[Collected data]

# # # # #

//! Orchestrator: the composition root binding one element to a view, a model,
//! an event bus and five registries of logic units.
//!
//! Construction order is fixed: bus, model, view, then units role by role
//! (handlers first, since they attach to the model). Whenever the view, model
//! or bus is replaced, every registered unit is re-linked to the new
//! instances. The model's field changes are forwarded to the bus as
//! block-scoped events named after the field.

use std::any::Any;
use std::cell::{Cell, RefCell};
use std::fmt;
use std::rc::{Rc, Weak};

use indexmap::IndexMap;
use tracing::debug;

use super::options::MvcOptions;
use super::provider::Provider;
use super::registry::UnitRegistry;
use super::unit::{LogicUnit, Role, UnitProps, View};
use crate::element::ElementClass;
use crate::error::{Error, Result};
use crate::event::EventBus;
use crate::model::{Model, SubscriptionId};

/// Order in which queued units are generated during construction.
const CONSTRUCTION_ORDER: [Role; 5] = [
    Role::Handler,
    Role::Controller,
    Role::Interactor,
    Role::Tool,
    Role::Substrate,
];

// ---------------------------------------------------------------------------
// Orchestrator
// ---------------------------------------------------------------------------

/// Binds an element class to its view, model, bus and logic units.
pub struct Orchestrator {
    this: Weak<Orchestrator>,
    class: &'static ElementClass,
    element: Option<Weak<dyn Any>>,
    view: RefCell<Option<Rc<dyn View>>>,
    model: RefCell<Option<Rc<Model>>>,
    bus: RefCell<Option<Rc<EventBus>>>,
    forwarding: Cell<Option<SubscriptionId>>,
    registries: IndexMap<Role, Rc<UnitRegistry>>,
}

impl Orchestrator {
    /// Build an orchestrator for `class` from `options`.
    ///
    /// A bus is created when none is supplied. Initial data goes into the
    /// model's default block without notifications; with
    /// `options.initialize` the initialization sequence runs last.
    pub fn new(class: &'static ElementClass, options: MvcOptions) -> Rc<Self> {
        let orchestrator = Rc::new_cyclic(|this| Self {
            this: this.clone(),
            class,
            element: options.element.clone(),
            view: RefCell::new(None),
            model: RefCell::new(None),
            bus: RefCell::new(None),
            forwarding: Cell::new(None),
            registries: Role::ALL
                .into_iter()
                .map(|role| (role, Rc::new(UnitRegistry::new(role, Some(class)))))
                .collect(),
        });

        let bus = options
            .bus
            .unwrap_or_else(|| Provider::Instance(EventBus::shared()));
        orchestrator.set_bus(bus);
        if let Some(model) = options.model {
            orchestrator.set_model(model);
        }
        if let Some(view) = options.view {
            orchestrator.set_view(view);
        }
        for role in CONSTRUCTION_ORDER {
            for entry in options.units.get(&role).into_iter().flatten() {
                orchestrator.add_unit(role, &entry.provider, entry.key.as_deref());
            }
        }

        if let Some(data) = options.data {
            match orchestrator.model() {
                Some(model) => {
                    model.set_block(data, None, None, false);
                }
                None => debug!(class = class.name(), "initial data dropped: no model"),
            }
        }

        debug!(
            class = class.name(),
            units = orchestrator.registries.values().map(|r| r.len()).sum::<usize>(),
            "orchestrator constructed"
        );

        if options.initialize {
            orchestrator.initialize();
        }
        orchestrator
    }

    pub fn class(&self) -> &'static ElementClass {
        self.class
    }

    /// The owning element, if it is still alive.
    pub fn element(&self) -> Option<Rc<dyn Any>> {
        self.element.as_ref().and_then(Weak::upgrade)
    }

    /// Properties record describing the current collaborators.
    pub fn props(&self) -> UnitProps {
        UnitProps {
            element: self.element.clone(),
            view: self.view(),
            model: self.model(),
            bus: self.bus(),
        }
    }

    /// Resolve `provider` against the current collaborators.
    pub fn generate<T: ?Sized>(&self, provider: &Provider<T>) -> Rc<T> {
        provider.generate(&self.props())
    }

    // -- collaborators -------------------------------------------------------

    pub fn view(&self) -> Option<Rc<dyn View>> {
        self.view.borrow().clone()
    }

    pub fn model(&self) -> Option<Rc<Model>> {
        self.model.borrow().clone()
    }

    pub fn bus(&self) -> Option<Rc<EventBus>> {
        self.bus.borrow().clone()
    }

    /// Install a view and re-link every unit.
    pub fn set_view(&self, view: Provider<dyn View>) -> Rc<dyn View> {
        let view = self.generate(&view);
        *self.view.borrow_mut() = Some(Rc::clone(&view));
        self.relink();
        view
    }

    /// Install a model: drop the forwarding subscription on the previous one,
    /// forward the new model's changes to the bus, route its handler registry
    /// into this orchestrator, and re-link every unit.
    pub fn set_model(&self, model: impl Into<Provider<Model>>) -> Rc<Model> {
        let model = self.generate(&model.into());
        let previous = self.model.replace(Some(Rc::clone(&model)));
        if let (Some(previous), Some(id)) = (previous, self.forwarding.take()) {
            previous.unsubscribe(id);
        }

        let this = self.this.clone();
        let id = model.subscribe(move |field, block, value| {
            let Some(bus) = this.upgrade().and_then(|o| o.bus()) else {
                return;
            };
            bus.fire_with_block(field, block.clone(), std::slice::from_ref(value));
        });
        self.forwarding.set(Some(id));

        model.route_handlers(self.registry(Role::Handler));
        if let Some(bus) = self.bus() {
            bus.bind_model(&model);
        }
        self.relink();
        debug!(class = self.class.name(), model = ?model.id(), "model installed");
        model
    }

    /// Install a bus, bind it to the current model, and re-link every unit.
    pub fn set_bus(&self, bus: impl Into<Provider<EventBus>>) -> Rc<EventBus> {
        let bus = self.generate(&bus.into());
        if let Some(previous) = self.bus.replace(Some(Rc::clone(&bus))) {
            previous.unbind_model();
        }
        if let Some(model) = self.model() {
            bus.bind_model(&model);
        }
        self.relink();
        bus
    }

    fn relink(&self) {
        let props = self.props();
        let handler_props = props.model_only();
        if let Some(view) = &props.view {
            view.context().relink(&props);
        }
        for (role, registry) in &self.registries {
            let props = if *role == Role::Handler { &handler_props } else { &props };
            for unit in registry.units() {
                unit.context().relink(props);
            }
        }
    }

    // -- units ---------------------------------------------------------------

    fn registry(&self, role: Role) -> Rc<UnitRegistry> {
        match self.registries.get(&role) {
            Some(registry) => Rc::clone(registry),
            None => Rc::new(UnitRegistry::new(role, Some(self.class))),
        }
    }

    /// Generate a unit from `provider`, link it, and register it under
    /// `key` (derived when `None`). Handlers see only the model and are
    /// registered through it when one is installed.
    pub fn add_unit(
        &self,
        role: Role,
        provider: &Provider<dyn LogicUnit>,
        key: Option<&str>,
    ) -> String {
        let props = match role {
            Role::Handler => self.props().model_only(),
            _ => self.props(),
        };
        let unit = provider.generate(&props);
        unit.context().relink(&props);
        match (role, self.model()) {
            (Role::Handler, Some(model)) => model.add_handler(unit, key),
            _ => self.registry(role).add(unit, key),
        }
    }

    /// The unit registered for `role` under `key`.
    pub fn unit(&self, role: Role, key: &str) -> Option<Rc<dyn LogicUnit>> {
        self.registry(role).get(key)
    }

    /// Like [`unit`](Self::unit), but a miss is an error naming the role and
    /// key.
    pub fn require(&self, role: Role, key: &str) -> Result<Rc<dyn LogicUnit>> {
        self.unit(role, key).ok_or_else(|| Error::MissingUnit {
            role,
            key: key.to_owned(),
        })
    }

    /// Units registered for `role`, in registration order.
    pub fn units(&self, role: Role) -> Vec<Rc<dyn LogicUnit>> {
        self.registry(role).units()
    }

    /// Registration keys for `role`, in registration order.
    pub fn unit_keys(&self, role: Role) -> Vec<String> {
        self.registry(role).keys()
    }

    pub fn remove_unit(&self, role: Role, key: &str) -> Option<Rc<dyn LogicUnit>> {
        self.registry(role).remove(key)
    }

    /// Run the initialization sequence: view, controllers, model catch-up,
    /// interactors, tools, substrates.
    pub fn initialize(&self) {
        debug!(class = self.class.name(), "initializing");
        if let Some(view) = self.view() {
            view.initialize();
        }
        for unit in self.units(Role::Controller) {
            unit.initialize();
        }
        if let Some(model) = self.model() {
            model.initialize(None);
        }
        for role in [Role::Interactor, Role::Tool, Role::Substrate] {
            for unit in self.units(role) {
                unit.initialize();
            }
        }
    }
}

# # # # #

> _Task prompt_:
Read the entries and pick out all lines that include the word "field".

> _Answer space_:
//! instances. The model's field changes are forwarded to the bus as
//! block-scoped events named after the field.
        let id = model.subscribe(move |field, block, value| {
            bus.fire_with_block(field, block.clone(), std::slice::from_ref(value));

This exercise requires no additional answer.